I remember being so intrigued by the simple yet difficult gameplay, and was quite shocked when I found there to be an arcade version of the PC game I loved. No, it was the inspiration for the PC game I loved. Visual enhancements did the game favors over time, but the simple vector-like visuals of Qix make the 1981 game still hold up well.

In Qix (which is pronounced like “Kicks”) you are tasked with dissecting a rectangular play field one area at a time by connecting one edge of the playfield to another. Using your pointer you can move along any already drawn edge, and go up, down, left, or right, to find another edge and move one step closer to your goal percentage for the stage. The kicker though is the titular Qix roaming around the stage. If you’re mid-drawing a line and the Qix hits any part of said line, you lose. It’s simple, yet deceptively hard.

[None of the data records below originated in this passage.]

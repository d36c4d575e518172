//! User-facing notices raised by the session layer.
//!
//! Many requests can fail at the same moment (a burst of 429s, an expired
//! session hit by every open view), so identical messages emitted within the
//! configured window are collapsed into one before reaching the sink.

use crate::clock::Clock;
use std::{
    collections::HashMap,
    sync::{Arc, Mutex, PoisonError},
    time::Duration,
};
use tracing::{error, info, warn};

#[derive(Clone, Copy, Debug, PartialEq, Eq)]
pub enum NoticeLevel {
    Info,
    Warning,
    Error,
}

#[derive(Clone, Debug, PartialEq, Eq)]
pub struct Notice {
    pub level: NoticeLevel,
    pub message: String,
}

impl Notice {
    pub fn info(message: impl Into<String>) -> Self {
        Self {
            level: NoticeLevel::Info,
            message: message.into(),
        }
    }

    pub fn warning(message: impl Into<String>) -> Self {
        Self {
            level: NoticeLevel::Warning,
            message: message.into(),
        }
    }

    pub fn error(message: impl Into<String>) -> Self {
        Self {
            level: NoticeLevel::Error,
            message: message.into(),
        }
    }
}

/// Destination for notices, e.g. a toast area or a terminal.
pub trait NoticeSink: Send + Sync {
    fn notify(&self, notice: &Notice);
}

/// Sink that forwards notices to `tracing`.
#[derive(Debug, Default, Clone, Copy)]
pub struct TracingSink;

impl NoticeSink for TracingSink {
    fn notify(&self, notice: &Notice) {
        match notice.level {
            NoticeLevel::Info => info!(target: "admin_session::notice", "{}", notice.message),
            NoticeLevel::Warning => warn!(target: "admin_session::notice", "{}", notice.message),
            NoticeLevel::Error => error!(target: "admin_session::notice", "{}", notice.message),
        }
    }
}

/// Sink that records notices, used in tests and by embedders that render them later.
#[derive(Debug, Default)]
pub struct RecordingSink {
    notices: Mutex<Vec<Notice>>,
}

impl RecordingSink {
    #[must_use]
    pub fn new() -> Self {
        Self::default()
    }

    #[must_use]
    pub fn notices(&self) -> Vec<Notice> {
        self.notices
            .lock()
            .unwrap_or_else(PoisonError::into_inner)
            .clone()
    }

    #[must_use]
    pub fn messages(&self) -> Vec<String> {
        self.notices().into_iter().map(|n| n.message).collect()
    }
}

impl NoticeSink for RecordingSink {
    fn notify(&self, notice: &Notice) {
        self.notices
            .lock()
            .unwrap_or_else(PoisonError::into_inner)
            .push(notice.clone());
    }
}

/// De-duplicating front for a [`NoticeSink`].
pub struct Notifier {
    sink: Arc<dyn NoticeSink>,
    clock: Arc<dyn Clock>,
    window_ms: i64,
    recent: Mutex<HashMap<String, i64>>,
}

impl Notifier {
    pub fn new(sink: Arc<dyn NoticeSink>, clock: Arc<dyn Clock>, window: Duration) -> Self {
        Self {
            sink,
            clock,
            window_ms: i64::try_from(window.as_millis()).unwrap_or(i64::MAX),
            recent: Mutex::new(HashMap::new()),
        }
    }

    /// Forwards the notice unless the same message was emitted within the window.
    /// Returns whether the notice reached the sink.
    pub fn notify(&self, notice: Notice) -> bool {
        let now = self.clock.now_ms();
        {
            let mut recent = self.recent.lock().unwrap_or_else(PoisonError::into_inner);
            if let Some(last) = recent.get(&notice.message) {
                if now.saturating_sub(*last) < self.window_ms {
                    return false;
                }
            }
            recent.retain(|_, last| now.saturating_sub(*last) < self.window_ms);
            recent.insert(notice.message.clone(), now);
        }
        self.sink.notify(&notice);
        true
    }
}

Qix is one of those base concept games, back when games didn’t need huge stories, flashy visuals, or attractive game modes to entice players. It is literally one concept, repeated dozens of times in each stage, and you better get good if you wanna make it to the high score screen. Perfect for a short play session, and well worth your quarter.

The arcade cabinet features the aforementioned boxes and Qix all over the side art panels and overlays. A simple joystick controller and two buttons, one for fast drawing and one for slow drawing, are all that adorn the controls. Since there isn’t an enemy list like you’d find in other classic arcade games like Pac-Man or Q*Bert, there isn’t anything else in the game you need to stylize on the cabinet. It’s legit just some boxes and lines. Simplicity at its finest.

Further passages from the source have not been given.